1.研究の背景およびリサーチクエスチョン   
 インド最北端のトランスヒマラヤに位置し、平均標高3500メートルのラダックは、「西チベット」とも呼ばれ、従来ジャム・カシミール州の一部であった。しかし、第二次モディ政権の下、2019年に突如としてラダック連邦直轄領となり、現在多額の開発予算が流れ込んでいる。本発表では、レー地区およびカルギル地区の一部における連邦直轄領後の開発の現状はいかなるものかをリサーチクエスチョンとして調査結果を報告する。

2.資料・情報および分析方法
 本研究は、ラダックおよびインドで出版されている文献資料、また2024年および2025年に現地調査で収集した情報をもとにしている。本発表では、現地調査で実施した住民およびラダックの現地NGO関係者への聞き取り、また村での参与観察の情報をもとに、定性的に分析を行う。

3.得られた知見  
 中心都市レーおよびカルギルではインフラを中心とする開発が急速に進んでいた。一方、カルギル地区に含まれるザンスカールと呼ばれるラダック最奥の地域においては現在大きな開発の影響は見られないものの、現在レー、カシミール、マナリ(ヒマチャルプラデシュ州)とつなげる道路の建設計画が進んでおり、この数年以内に大きな影響があると推測される。

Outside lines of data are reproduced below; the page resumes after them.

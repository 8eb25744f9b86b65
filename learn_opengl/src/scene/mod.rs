//! Scene module: fixed object placement.
//!
//! The scene is a constant list of world offsets. Each frame the layout
//! turns them into model matrices for the draw loop.

mod scene_layout;

pub use scene_layout::{rotation_angle, SceneAnimation, SceneLayout, CUBE_POSITIONS, SPIN_AXIS};
/// HeadlessDevice - in-memory GraphicsDevice (no GPU required)
///
/// Records every call, allocates handles from slot maps so live object
/// counts are observable, and emulates just enough of a GLSL toolchain:
/// - a stage fails to compile when its source contains the compile-failure marker
/// - a program fails to link when a stage contains the link-failure marker,
///   or when it does not have exactly one vertex and one fragment stage
/// - active uniforms are the `uniform <type> <name>;` declarations of the linked stages

use rustc_hash::{FxHashMap, FxHashSet};
use slotmap::{new_key_type, SlotMap};

use super::graphics_device::{GraphicsDevice, PolygonMode, ShaderStage, UniformValue};
use crate::error::Result;

new_key_type! {
    /// Stage handle of the headless device
    pub struct HeadlessShader;
    /// Program handle of the headless device
    pub struct HeadlessProgram;
}

/// Default marker making a stage fail to compile
pub const COMPILE_FAILURE_MARKER: &str = "#error";

/// Default marker making a program fail to link
pub const LINK_FAILURE_MARKER: &str = "#link_error";

/// Uniform location of the headless device
#[derive(Debug, Clone, PartialEq, Eq)]
pub struct HeadlessUniformLocation {
    pub program: HeadlessProgram,
    pub name: String,
}

/// One recorded device call
#[derive(Debug, Clone, PartialEq)]
pub enum DeviceCall {
    CreateShader(ShaderStage),
    CompileShader(HeadlessShader),
    DeleteShader(HeadlessShader),
    CreateProgram(HeadlessProgram),
    AttachShader(HeadlessProgram, HeadlessShader),
    LinkProgram(HeadlessProgram),
    DeleteProgram(HeadlessProgram),
    UseProgram(Option<HeadlessProgram>),
    SetUniform { name: String, value: UniformValue },
    SetPolygonMode(PolygonMode),
    SetViewport(u32, u32),
    Clear([f32; 4]),
    DrawIndexed(u32),
}

#[derive(Debug)]
struct StageRecord {
    stage: ShaderStage,
    source: String,
    compiled: bool,
    info_log: String,
}

#[derive(Debug, Default)]
struct ProgramRecord {
    attached: Vec<HeadlessShader>,
    linked: bool,
    info_log: String,
    active_uniforms: FxHashSet<String>,
    values: FxHashMap<String, UniformValue>,
}

/// In-memory graphics device
#[derive(Debug)]
pub struct HeadlessDevice {
    shaders: SlotMap<HeadlessShader, StageRecord>,
    programs: SlotMap<HeadlessProgram, ProgramRecord>,
    current_program: Option<HeadlessProgram>,
    polygon_mode: PolygonMode,
    viewport: (u32, u32),
    calls: Vec<DeviceCall>,
    compile_failure_marker: String,
    link_failure_marker: String,
}

impl HeadlessDevice {
    /// Create a device with the default failure markers
    pub fn new() -> Self {
        Self {
            shaders: SlotMap::with_key(),
            programs: SlotMap::with_key(),
            current_program: None,
            polygon_mode: PolygonMode::Fill,
            viewport: (0, 0),
            calls: Vec::new(),
            compile_failure_marker: COMPILE_FAILURE_MARKER.to_string(),
            link_failure_marker: LINK_FAILURE_MARKER.to_string(),
        }
    }

    /// Use a different compile-failure marker
    pub fn with_compile_failure_marker(mut self, marker: &str) -> Self {
        self.compile_failure_marker = marker.to_string();
        self
    }

    // ===== INSPECTION =====

    /// Number of stage objects currently allocated
    pub fn live_shader_count(&self) -> usize {
        self.shaders.len()
    }

    /// Number of program objects currently allocated
    pub fn live_program_count(&self) -> usize {
        self.programs.len()
    }

    /// Whether a program handle still refers to an allocated program
    pub fn program_exists(&self, program: HeadlessProgram) -> bool {
        self.programs.contains_key(program)
    }

    /// Program made current by the last `use_program`
    pub fn current_program(&self) -> Option<HeadlessProgram> {
        self.current_program
    }

    pub fn polygon_mode(&self) -> PolygonMode {
        self.polygon_mode
    }

    pub fn viewport(&self) -> (u32, u32) {
        self.viewport
    }

    /// Every call in issue order
    pub fn calls(&self) -> &[DeviceCall] {
        &self.calls
    }

    /// Forget recorded calls (object state is kept)
    pub fn clear_calls(&mut self) {
        self.calls.clear();
    }

    /// Number of draw calls recorded since the last `clear_calls`
    pub fn draw_count(&self) -> usize {
        self.calls
            .iter()
            .filter(|call| matches!(call, DeviceCall::DrawIndexed(_)))
            .count()
    }

    /// Last value written to `name` on `program`
    pub fn uniform_value(&self, program: HeadlessProgram, name: &str) -> Option<UniformValue> {
        self.programs.get(program)?.values.get(name).copied()
    }

    /// Values written to `name` since the last `clear_calls`, in order
    pub fn uniform_writes(&self, name: &str) -> Vec<UniformValue> {
        self.calls
            .iter()
            .filter_map(|call| match call {
                DeviceCall::SetUniform { name: n, value } if n == name => Some(*value),
                _ => None,
            })
            .collect()
    }
}

impl Default for HeadlessDevice {
    fn default() -> Self {
        Self::new()
    }
}

/// Names declared as `uniform <type> <name>;` (arrays and initializers stripped)
fn declared_uniforms(source: &str) -> impl Iterator<Item = String> + '_ {
    source.lines().filter_map(|line| {
        let mut tokens = line.trim().strip_prefix("uniform ")?.split_whitespace();
        let _ty = tokens.next()?;
        let raw = tokens.next()?;
        let name = raw
            .split(|c: char| c == ';' || c == '[' || c == '=')
            .next()
            .unwrap_or("")
            .trim();
        (!name.is_empty()).then(|| name.to_string())
    })
}

impl GraphicsDevice for HeadlessDevice {
    type Shader = HeadlessShader;
    type Program = HeadlessProgram;
    type UniformLocation = HeadlessUniformLocation;

    fn create_shader(&mut self, stage: ShaderStage) -> Result<HeadlessShader> {
        self.calls.push(DeviceCall::CreateShader(stage));
        Ok(self.shaders.insert(StageRecord {
            stage,
            source: String::new(),
            compiled: false,
            info_log: String::new(),
        }))
    }

    fn compile_shader(&mut self, shader: HeadlessShader, source: &str) -> bool {
        self.calls.push(DeviceCall::CompileShader(shader));
        let marker = self.compile_failure_marker.clone();
        let Some(record) = self.shaders.get_mut(shader) else {
            return false;
        };
        record.source = source.to_string();
        match source.lines().position(|line| line.contains(&marker)) {
            Some(index) => {
                let line = source.lines().nth(index).unwrap_or("").trim();
                record.compiled = false;
                record.info_log = format!("0:{}(1): error: {}\n", index + 1, line);
            }
            None => {
                record.compiled = true;
                record.info_log.clear();
            }
        }
        record.compiled
    }

    fn shader_info_log(&self, shader: HeadlessShader) -> String {
        self.shaders
            .get(shader)
            .map(|record| record.info_log.clone())
            .unwrap_or_default()
    }

    fn delete_shader(&mut self, shader: HeadlessShader) {
        self.calls.push(DeviceCall::DeleteShader(shader));
        self.shaders.remove(shader);
    }

    fn create_program(&mut self) -> Result<HeadlessProgram> {
        let program = self.programs.insert(ProgramRecord::default());
        self.calls.push(DeviceCall::CreateProgram(program));
        Ok(program)
    }

    fn attach_shader(&mut self, program: HeadlessProgram, shader: HeadlessShader) {
        self.calls.push(DeviceCall::AttachShader(program, shader));
        if let Some(record) = self.programs.get_mut(program) {
            record.attached.push(shader);
        }
    }

    fn link_program(&mut self, program: HeadlessProgram) -> bool {
        self.calls.push(DeviceCall::LinkProgram(program));
        let Some(record) = self.programs.get(program) else {
            return false;
        };

        let stages: Vec<&StageRecord> = record
            .attached
            .iter()
            .filter_map(|shader| self.shaders.get(*shader))
            .collect();

        let vertex_count = stages.iter().filter(|s| s.stage == ShaderStage::Vertex).count();
        let fragment_count = stages.iter().filter(|s| s.stage == ShaderStage::Fragment).count();

        let failure = if let Some(stage) = stages.iter().find(|s| !s.compiled) {
            Some(format!("error: {:?} stage is not compiled\n", stage.stage))
        } else if vertex_count != 1 || fragment_count != 1 {
            Some(format!(
                "error: expected one vertex and one fragment stage, got {} and {}\n",
                vertex_count, fragment_count
            ))
        } else if stages.iter().any(|s| s.source.contains(&self.link_failure_marker)) {
            Some("error: linking failed\n".to_string())
        } else {
            None
        };

        let uniforms: FxHashSet<String> = match failure {
            Some(_) => FxHashSet::default(),
            None => stages.iter().flat_map(|s| declared_uniforms(&s.source)).collect(),
        };

        let Some(record) = self.programs.get_mut(program) else {
            return false;
        };
        record.linked = failure.is_none();
        record.info_log = failure.unwrap_or_default();
        record.active_uniforms = uniforms;
        record.values.clear();
        record.linked
    }

    fn program_info_log(&self, program: HeadlessProgram) -> String {
        self.programs
            .get(program)
            .map(|record| record.info_log.clone())
            .unwrap_or_default()
    }

    fn delete_program(&mut self, program: HeadlessProgram) {
        self.calls.push(DeviceCall::DeleteProgram(program));
        self.programs.remove(program);
        if self.current_program == Some(program) {
            self.current_program = None;
        }
    }

    fn use_program(&mut self, program: Option<HeadlessProgram>) {
        self.calls.push(DeviceCall::UseProgram(program));
        self.current_program = program;
    }

    fn uniform_location(&self, program: HeadlessProgram, name: &str) -> Option<HeadlessUniformLocation> {
        let record = self.programs.get(program)?;
        if !record.linked || !record.active_uniforms.contains(name) {
            return None;
        }
        Some(HeadlessUniformLocation {
            program,
            name: name.to_string(),
        })
    }

    fn set_uniform(&mut self, location: &HeadlessUniformLocation, value: UniformValue) {
        self.calls.push(DeviceCall::SetUniform {
            name: location.name.clone(),
            value,
        });
        if let Some(record) = self.programs.get_mut(location.program) {
            record.values.insert(location.name.clone(), value);
        }
    }

    fn set_polygon_mode(&mut self, mode: PolygonMode) {
        self.calls.push(DeviceCall::SetPolygonMode(mode));
        self.polygon_mode = mode;
    }

    fn set_viewport(&mut self, width: u32, height: u32) {
        self.calls.push(DeviceCall::SetViewport(width, height));
        self.viewport = (width, height);
    }

    fn clear(&mut self, color: [f32; 4]) {
        self.calls.push(DeviceCall::Clear(color));
    }

    fn draw_indexed(&mut self, index_count: u32) {
        self.calls.push(DeviceCall::DrawIndexed(index_count));
    }
}

#[cfg(test)]
#[path = "headless_device_tests.rs"]
mod tests;
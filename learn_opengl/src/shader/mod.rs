//! Shader module: linked GPU programs and name-addressed uniforms.

mod shader_program;

pub use shader_program::ShaderProgram;
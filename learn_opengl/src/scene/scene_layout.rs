/// SceneLayout: per-frame model matrices for the fixed object grid.

use glam::{Mat4, Quat, Vec3};

/// World-space offset of each object
pub const CUBE_POSITIONS: [Vec3; 10] = [
    Vec3::new(0.0, 0.0, 0.0),
    Vec3::new(2.0, 5.0, -15.0),
    Vec3::new(-1.5, -2.2, -2.5),
    Vec3::new(-3.8, -2.0, -12.3),
    Vec3::new(2.4, -0.4, -3.5),
    Vec3::new(-1.7, 3.0, -7.5),
    Vec3::new(1.3, -2.0, -2.5),
    Vec3::new(1.5, 2.0, -2.5),
    Vec3::new(1.5, 0.2, -1.5),
    Vec3::new(-1.3, 1.0, -1.5),
];

/// Spin axis before normalization
pub const SPIN_AXIS: Vec3 = Vec3::new(0.5, 1.0, 0.0);

/// How objects move over time
#[derive(Debug, Clone, Copy, PartialEq, Eq, Default)]
pub enum SceneAnimation {
    /// Translation only
    #[default]
    Static,
    /// Translation then a time-dependent spin around `SPIN_AXIS`, for every
    /// object including the first
    Spinning,
}

/// Spin angle in radians of object `index` at `time` seconds:
/// `6·sin(time·(index+1)/6) + index/6`
pub fn rotation_angle(time: f32, index: usize) -> f32 {
    let i = index as f32;
    6.0 * (time * (i + 1.0) / 6.0).sin() + i / 6.0
}

/// Object placement
#[derive(Debug, Clone, PartialEq)]
pub struct SceneLayout {
    positions: Vec<Vec3>,
    animation: SceneAnimation,
}

impl SceneLayout {
    /// The ten default objects
    pub fn new(animation: SceneAnimation) -> Self {
        Self::with_positions(CUBE_POSITIONS.to_vec(), animation)
    }

    pub fn with_positions(positions: Vec<Vec3>, animation: SceneAnimation) -> Self {
        Self { positions, animation }
    }

    pub fn positions(&self) -> &[Vec3] {
        &self.positions
    }

    pub fn len(&self) -> usize {
        self.positions.len()
    }

    pub fn is_empty(&self) -> bool {
        self.positions.is_empty()
    }

    pub fn animation(&self) -> SceneAnimation {
        self.animation
    }

    pub fn set_animation(&mut self, animation: SceneAnimation) {
        self.animation = animation;
    }

    /// Model matrix of object `index` at `time`, `None` past the end
    pub fn model_matrix(&self, index: usize, time: f32) -> Option<Mat4> {
        let position = *self.positions.get(index)?;
        let translation = Mat4::from_translation(position);

        Some(match self.animation {
            SceneAnimation::Static => translation,
            SceneAnimation::Spinning => {
                let spin = Quat::from_axis_angle(SPIN_AXIS.normalize(), rotation_angle(time, index));
                translation * Mat4::from_quat(spin)
            }
        })
    }

    /// Model matrices of every object at `time`, in draw order
    pub fn model_matrices(&self, time: f32) -> Vec<Mat4> {
        (0..self.positions.len())
            .filter_map(|index| self.model_matrix(index, time))
            .collect()
    }
}

impl Default for SceneLayout {
    fn default() -> Self {
        Self::new(SceneAnimation::default())
    }
}

#[cfg(test)]
#[path = "scene_layout_tests.rs"]
mod tests;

 また、都市では開発の流れに乗っている者も見られるが、最奥の村々では人々はこれ以上の開発の進行をよく思っていない面も見えた。特に、伝統的な自給自足の経済、村内の人びとの関係性、仏教に基づいた生活の変化に不安を覚える声が聴かれた。  
 さらに、NGO関係者の聞き取りからは、行政とNGOの関係は良好であるということではあったが、それぞれが専門分野に特化した問題解決に取り組んでおり、今後のラダックの開発についてのビジョンが共有されていないこと、NGO間のネットワークや運動は脆弱であることが明らかになった。